In Senofane si trova un accenno esplicito ad una vera e propria dottrina filosofica della metempsicosi attribuita a Pitagora. Ma generalmente nella poesia si restò per molto tempo ad una forma molto elementare di questa dottrina, che non usciva dai limiti di una semplice credenza popolare, come si ricava per esempio dal monologo di Cratone nella Theophorumene di Menandro (framm. 223).

Se non che già in parecchi miti entrava come elemento costitutivo una trasformazione da forma umana a belluina o un innesto dell'una sull'altra (Io, Gerione, Proteo, i Centauri, la Sfinge, Atteone), ed è interessante osservare che spesso questi miti ci riconducono all'Egitto: né ciò deve far meraviglia, poiché Erodoto (II, 123) attribuisce la enunciazione della teoria della metempsicosi agli Egiziani, dai quali l'avrebbero ricevuta i filosofi greci.

Fra questi Platone svolse compiutamente tale dottrina e ne fece un elemento essenziale del suo sistema.

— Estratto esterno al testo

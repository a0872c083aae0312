//! `CleanText`: the deterministic pre-processing applied to every source
//! text before it reaches a worker (§4.3 step 1).
//!
//! A pure function over `&str`, kept free of any worker/queue/channel
//! machinery so it is trivially unit-testable — the same separation the
//! teacher draws between its text-wrapping heuristics and the VM that
//! consumes their output.

const SOFT_HYPHEN: char = '\u{00AD}';

/// The three pieces `CleanText` extracts from a source string: the leading
/// whitespace run, the cleaned body, and the trailing whitespace run. A
/// worker re-wraps its translated body between `before` and `after` before
/// emitting a response, preserving whitespace shape (testable property 7).
#[derive(Debug, Clone, PartialEq, Eq)]
pub struct CleanedText {
    pub before: String,
    pub cleaned: String,
    pub after: String,
}

/// Codes for which `CleanText` inserts a space between full-width sentence
/// punctuation and an immediately following left double quote.
fn needs_quote_spacing(source_lang: &str) -> bool {
    matches!(source_lang, "ja" | "ko" | "zh") || crate::languages::is_han_variant(source_lang)
}

/// Insert a space between `。！？` and an immediately following `"`,
/// replacing the quote with the left double quotation mark `“`.
///
/// Exact pattern per contract: `/([。！？])"/g → "$1 “"`.
fn space_before_left_quote(text: &str) -> String {
    let mut out = String::with_capacity(text.len());
    let mut chars = text.chars().peekable();
    while let Some(c) = chars.next() {
        out.push(c);
        if matches!(c, '。' | '！' | '？') {
            if let Some(&next) = chars.peek() {
                if next == '"' {
                    chars.next();
                    out.push(' ');
                    out.push('“');
                    continue;
                }
            }
        }
    }
    out
}

/// Strip leading/trailing whitespace (preserving both runs for re-wrap) and
/// remove soft hyphens, then apply source-language-specific quote spacing.
pub fn clean_text(source: &str, source_lang: &str) -> CleanedText {
    let trimmed_start = source.trim_start();
    let leading_len = source.len() - trimmed_start.len();
    let before = source[..leading_len].to_string();

    let trimmed = trimmed_start.trim_end();
    let after = trimmed_start[trimmed.len()..].to_string();

    let without_soft_hyphen: String = trimmed.chars().filter(|&c| c != SOFT_HYPHEN).collect();

    let cleaned = if needs_quote_spacing(source_lang) {
        space_before_left_quote(&without_soft_hyphen)
    } else {
        without_soft_hyphen
    };

    CleanedText {
        before,
        cleaned,
        after,
    }
}

/// Re-wrap a translated body with the whitespace extracted by
/// [`clean_text`].
pub fn rewrap(cleaned: &CleanedText, translated: &str) -> String {
    format!("{}{}{}", cleaned.before, translated, cleaned.after)
}
// mtrans-core: embedded, local machine-translation orchestration engine.

pub mod backend;
pub mod cache;
pub mod config;
pub mod detect;
pub mod error;
pub mod languages;
pub mod pool;
pub mod queue;
pub mod script;
pub mod store;
pub mod text;
pub mod timeout;
pub mod translator;
pub mod worker;

pub use backend::{InferenceBackend, InferenceKnobs, NullBackend};
pub use config::Config;
pub use error::TranslateError;
pub use languages::{LanguageCode, LanguagePair};
pub use translator::{TranslateInput, Translator};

Chi esamini la dottrina come è trattata prima nel Fedro quindi nel Timeo, ne può agevolmente avvertire i punti di contatto con quella egiziana, com'è data da Erodoto, e osservare che le esposizioni dell'uno e dell'altro dialogo si compiono a vicenda, e vengono insieme integrate da quanto è qua e là accennato in proposito negli altri dialoghi platonici. Donde è pur dato di ricavare che Platone professò costantemente questa dottrina, che attraverso alla scuola pitagorica perveniva a lui dall'Egitto: infatti, oltre alle parole di Erodoto, abbiamo in proposito la testimonianza medesima di Platone, il quale fa esporre da un Pitagorico (Timeo) questa dottrina, e nel Timeo stesso e nel Crizia, che n’è la continuazione, insiste su elementi e leggende egiziane o ritenute tali. Egli trova questa dottrina consona al suo sistema filosofico, vi scorge anzi il culmine e il coronamento dell'opera; ivi trova ciò che spiega tutte le altre teorie filosofiche e spiega il mondo nel tutto e nelle parti, massime e minime, nel presente e nel passato, nell'essere e nel divenire, nella materia e nello spirito. Nessuna meraviglia dunque ch'egli l'accetti, qualunque ne sia l'origine, e che vi introduca probabilmente elementi propri. Ma questa dottrina di che natura è? Se osserviamo che i particolari e il fatto stesso vengono affermati ed esposti non con dimostrazioni, ma come rivelazione, e che anzi si dichiara impossibile la dimostrazione, risulta evidente che per Platone la metempsicosi è non già dottrina semplicemente filosofica, ma anche vera e propria credenza religiosa.